Skip to content

Using VectorStoreIndex#

Vector Stores are a key component of retrieval-augmented generation (RAG) and so you will end up using them in nearly every application you make using LlamaIndex, either directly or indirectly.

Vector stores accept a list of Node objects and build an index from them

Loading data into the index#

Basic usage#

The simplest way to use a Vector Store is to load a set of documents and build an index from them using from_documents:

from llama_index.core import VectorStoreIndex, SimpleDirectoryReader

# Load documents and build index
documents = SimpleDirectoryReader(
index = VectorStoreIndex.from_documents(documents)


If you are using from_documents on the command line, it can be convenient to pass show_progress=True to display a progress bar during index construction.

When you use from_documents, your Documents are split into chunks and parsed into Node objects, lightweight abstractions over text strings that keep track of metadata and relationships.
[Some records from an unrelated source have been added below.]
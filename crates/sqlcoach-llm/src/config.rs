use std::time::Duration;

/// Connection and sampling settings for an OpenAI-compatible endpoint.
#[derive(Debug, Clone, PartialEq)]
pub struct LlmConfig {
    /// Base URL; `/chat/completions` is appended.
    pub api_url: String,
    pub model: String,
    pub timeout: Duration,
    /// Total attempts per request, including the first.
    pub max_retries: u32,
    pub temperature: f32,
    pub max_tokens: u32,
    pub retry_delay: Duration,
    pub api_key: Option<String>,
}

impl Default for LlmConfig {
    fn default() -> Self {
        Self {
            api_url: "http://llm:8080/v1".to_string(),
            model: "gpt-3.5-turbo".to_string(),
            timeout: Duration::from_secs(30),
            max_retries: 3,
            temperature: 0.7,
            max_tokens: 2000,
            retry_delay: Duration::from_secs(1),
            api_key: None,
        }
    }
}

impl LlmConfig {
    pub fn completions_url(&self) -> String {
        format!("{}/chat/completions", self.api_url.trim_end_matches('/'))
    }
}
For more on how to load documents, see Understanding Loading.

By default, VectorStoreIndex stores everything in memory. See Using Vector Stores below for more on how to use persistent vector stores.


By default, the VectorStoreIndex will generate and insert vectors in batches of 2048 nodes. If you are memory constrained (or have a surplus of memory), you can modify this by passing insert_batch_size=2048 with your desired batch size.

This is especially helpful when you are inserting into a remotely hosted vector database.

Using the ingestion pipeline to create nodes#

If you want more control over how your documents are indexed, we recommend using the ingestion pipeline. This allows you to customize the chunking, metadata, and embedding of the nodes.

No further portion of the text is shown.